Exercise instructions
Everything from the line containing "Get provider name" through the line containing "pub fn new()" should be repeated exactly, and nothing else from the data.
◇ ◇ ◇
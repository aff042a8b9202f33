// ABOUTME: OAuth module organizing authentication and provider management
// ABOUTME: Centralizes OAuth2 flows, token management, and provider integrations
// Licensed under the Apache License, Version 2.0 <LICENSE-APACHE or
// http://www.apache.org/licenses/LICENSE-2.0> or the MIT license
// <LICENSE-MIT or http://opensource.org/licenses/MIT>, at your
// option. This file may not be copied, modified, or distributed
// except according to those terms.

//! # OAuth Management Module
//!
//! Unified OAuth handling for all fitness providers across both MCP servers.
//! Provides a consistent interface for OAuth flows regardless of provider.

pub mod providers;

use anyhow::Result;
use serde::{Deserialize, Serialize};
use std::collections::HashMap;
use uuid::Uuid;

/// OAuth token data structure
#[derive(Debug, Clone, Serialize, Deserialize)]
pub struct TokenData {
    pub access_token: String,
    pub refresh_token: String,
    pub expires_at: chrono::DateTime<chrono::Utc>,
    pub scopes: String,
    pub provider: String,
}

/// OAuth authorization response
#[derive(Debug, Clone, Serialize, Deserialize)]
pub struct AuthorizationResponse {
    pub authorization_url: String,
    pub state: String,
    pub provider: String,
    pub instructions: String,
    pub expires_in_minutes: u32,
}

/// OAuth callback response
#[derive(Debug, Clone, Serialize, Deserialize)]
pub struct CallbackResponse {
    pub user_id: String,
    pub provider: String,
    pub expires_at: String,
    pub scopes: String,
    pub success: bool,
    pub message: String,
}

/// OAuth error types
#[derive(Debug, thiserror::Error)]
pub enum OAuthError {
    #[error("Provider not supported: {0}")]
    UnsupportedProvider(String),

    #[error("Invalid authorization code")]
    InvalidCode,

    #[error("Token exchange failed: {0}")]
    TokenExchangeFailed(String),

    #[error("Token refresh failed: {0}")]
    TokenRefreshFailed(String),

    #[error("Invalid state parameter")]
    InvalidState,

    #[error("Configuration error: {0}")]
    ConfigurationError(String),

    #[error("Database error: {0}")]
    DatabaseError(String),
}

/// Trait for OAuth provider implementations
#[async_trait::async_trait]
pub trait OAuthProvider: Send + Sync {
    /// Get provider name
    fn name(&self) -> &str;

    /// Generate authorization URL
    async fn generate_auth_url(
        &self,
        user_id: Uuid,
        state: String,
    ) -> Result<AuthorizationResponse, OAuthError>;

    /// Exchange authorization code for tokens
    async fn exchange_code(&self, code: &str, state: &str) -> Result<TokenData, OAuthError>;

    /// Refresh access token
    async fn refresh_token(&self, refresh_token: &str) -> Result<TokenData, OAuthError>;

    /// Revoke access token
    async fn revoke_token(&self, access_token: &str) -> Result<(), OAuthError>;

    /// Validate token and check if refresh needed
    async fn validate_token(&self, token: &TokenData) -> Result<bool, OAuthError>;
}

/// OAuth provider registry
pub struct ProviderRegistry {
    providers: HashMap<String, Box<dyn OAuthProvider>>,
}

impl ProviderRegistry {
    #[must_use]
    pub fn new() -> Self {
        Self {
            providers: HashMap::new(),
        }
    }

    /// Register a new OAuth provider
    pub fn register_provider(&mut self, provider: Box<dyn OAuthProvider>) {
        let name = provider.name().to_string();
        self.providers.insert(name, provider);
    }

    /// Get provider by name
    #[must_use]
    pub fn get_provider(&self, name: &str) -> Option<&dyn OAuthProvider> {
        self.providers.get(name).map(std::convert::AsRef::as_ref)
    }

    /// List all registered providers
    #[must_use]
    pub fn list_providers(&self) -> Vec<&str> {
        self.providers
            .keys()
            .map(std::string::String::as_str)
            .collect()
    }
}

impl Default for ProviderRegistry {
    fn default() -> Self {
        Self::new()
    }
}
◇ ◇ ◇
Expected answer
    /// Get provider name
    fn name(&self) -> &str;

    /// Generate authorization URL
    async fn generate_auth_url(
        &self,
        user_id: Uuid,
        state: String,
    ) -> Result<AuthorizationResponse, OAuthError>;

    /// Exchange authorization code for tokens
    async fn exchange_code(&self, code: &str, state: &str) -> Result<TokenData, OAuthError>;

    /// Refresh access token
    async fn refresh_token(&self, refresh_token: &str) -> Result<TokenData, OAuthError>;

    /// Revoke access token
    async fn revoke_token(&self, access_token: &str) -> Result<(), OAuthError>;

    /// Validate token and check if refresh needed
    async fn validate_token(&self, token: &TokenData) -> Result<bool, OAuthError>;
}

/// OAuth provider registry
pub struct ProviderRegistry {
    providers: HashMap<String, Box<dyn OAuthProvider>>,
}

impl ProviderRegistry {
    #[must_use]
    pub fn new() -> Self {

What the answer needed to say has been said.